- INPUT MATERIAL -

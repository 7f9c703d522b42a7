use std::collections::HashMap;

use crate::core::domain::{Metrics, Status};

/// Parses the `key:value` usage report isolate writes with `--meta`.
///
/// Returns `None` when a required key is missing or malformed; the caller
/// classifies that as a sandbox failure.
pub fn parse_usage_report(report: &str) -> Option<Metrics> {
    let properties: HashMap<&str, &str> = report
        .lines()
        .filter_map(|line| line.split_once(':'))
        .map(|(key, value)| (key.trim(), value.trim()))
        .collect();

    let time_ms = seconds_to_ms(properties.get("time")?)?;
    let real_time_ms = seconds_to_ms(properties.get("time-wall")?)?;
    let memory_kb = properties.get("max-rss")?.parse().ok()?;
    let status = properties
        .get("status")
        .map(|designation| Status::from_report(designation))
        .unwrap_or(Status::Ok);

    Some(Metrics::new(time_ms, memory_kb, real_time_ms, status))
}

fn seconds_to_ms(value: &str) -> Option<u64> {
    let seconds: f64 = value.parse().ok()?;
    if !seconds.is_finite() || seconds < 0.0 {
        return None;
    }
    Some((seconds * 1000.0).round() as u64)
}

#[cfg(test)]
mod tests {
    use super::*;

    #[test]
    fn test_parse_successful_run() {
        let report = "time:0.011\ntime-wall:0.052\nmax-rss:3320\ncsw-voluntary:3\nexitcode:0\n";

        let metrics = parse_usage_report(report).unwrap();

        assert_eq!(metrics, Metrics::new(11, 3320, 52, Status::Ok));
        assert!(metrics.is_ok());
    }

    #[test]
    fn test_parse_abnormal_statuses() {
        let cases = [
            ("RE", Status::Re),
            ("SG", Status::Ml),
            ("TO", Status::Tl),
            ("XX", Status::Cf),
        ];

        for (designation, expected) in cases {
            let report = format!(
                "time:1.000\ntime-wall:1.500\nmax-rss:100\nstatus:{}\nmessage:Something\n",
                designation
            );
            let metrics = parse_usage_report(&report).unwrap();
            assert_eq!(metrics.status, expected);
            assert_eq!(metrics.time_ms, 1000);
            assert_eq!(metrics.real_time_ms, 1500);
        }
    }

    #[test]
    fn test_parse_missing_required_key() {
        assert!(parse_usage_report("time:0.1\nmax-rss:10\n").is_none());
        assert!(parse_usage_report("").is_none());
        assert!(parse_usage_report("time:abc\ntime-wall:0.1\nmax-rss:10\n").is_none());
    }
}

- WHAT THIS TASK INVOLVES -
Using the data above, reproduce every line exactly.

- RESULT BELOW -
repository 7f9c703d522b42a7
use std::collections::HashMap;

use crate::core::domain::{Metrics, Status};

/// Parses the `key:value` usage report isolate writes with `--meta`.
///
/// Returns `None` when a required key is missing or malformed; the caller
/// classifies that as a sandbox failure.
pub fn parse_usage_report(report: &str) -> Option<Metrics> {
    let properties: HashMap<&str, &str> = report
        .lines()
        .filter_map(|line| line.split_once(':'))
        .map(|(key, value)| (key.trim(), value.trim()))
        .collect();

    let time_ms = seconds_to_ms(properties.get("time")?)?;
    let real_time_ms = seconds_to_ms(properties.get("time-wall")?)?;
    let memory_kb = properties.get("max-rss")?.parse().ok()?;
    let status = properties
        .get("status")
        .map(|designation| Status::from_report(designation))
        .unwrap_or(Status::Ok);

    Some(Metrics::new(time_ms, memory_kb, real_time_ms, status))
}

fn seconds_to_ms(value: &str) -> Option<u64> {
    let seconds: f64 = value.parse().ok()?;
    if !seconds.is_finite() || seconds < 0.0 {
        return None;
    }
    Some((seconds * 1000.0).round() as u64)
}

#[cfg(test)]
mod tests {
    use super::*;

    #[test]
    fn test_parse_successful_run() {
        let report = "time:0.011\ntime-wall:0.052\nmax-rss:3320\ncsw-voluntary:3\nexitcode:0\n";

        let metrics = parse_usage_report(report).unwrap();

        assert_eq!(metrics, Metrics::new(11, 3320, 52, Status::Ok));
        assert!(metrics.is_ok());
    }

    #[test]
    fn test_parse_abnormal_statuses() {
        let cases = [
            ("RE", Status::Re),
            ("SG", Status::Ml),
            ("TO", Status::Tl),
            ("XX", Status::Cf),
        ];

        for (designation, expected) in cases {
            let report = format!(
                "time:1.000\ntime-wall:1.500\nmax-rss:100\nstatus:{}\nmessage:Something\n",
                designation
            );
            let metrics = parse_usage_report(&report).unwrap();
            assert_eq!(metrics.status, expected);
            assert_eq!(metrics.time_ms, 1000);
            assert_eq!(metrics.real_time_ms, 1500);
        }
    }

    #[test]
    fn test_parse_missing_required_key() {
        assert!(parse_usage_report("time:0.1\nmax-rss:10\n").is_none());
        assert!(parse_usage_report("").is_none());
        assert!(parse_usage_report("time:abc\ntime-wall:0.1\nmax-rss:10\n").is_none());
    }
}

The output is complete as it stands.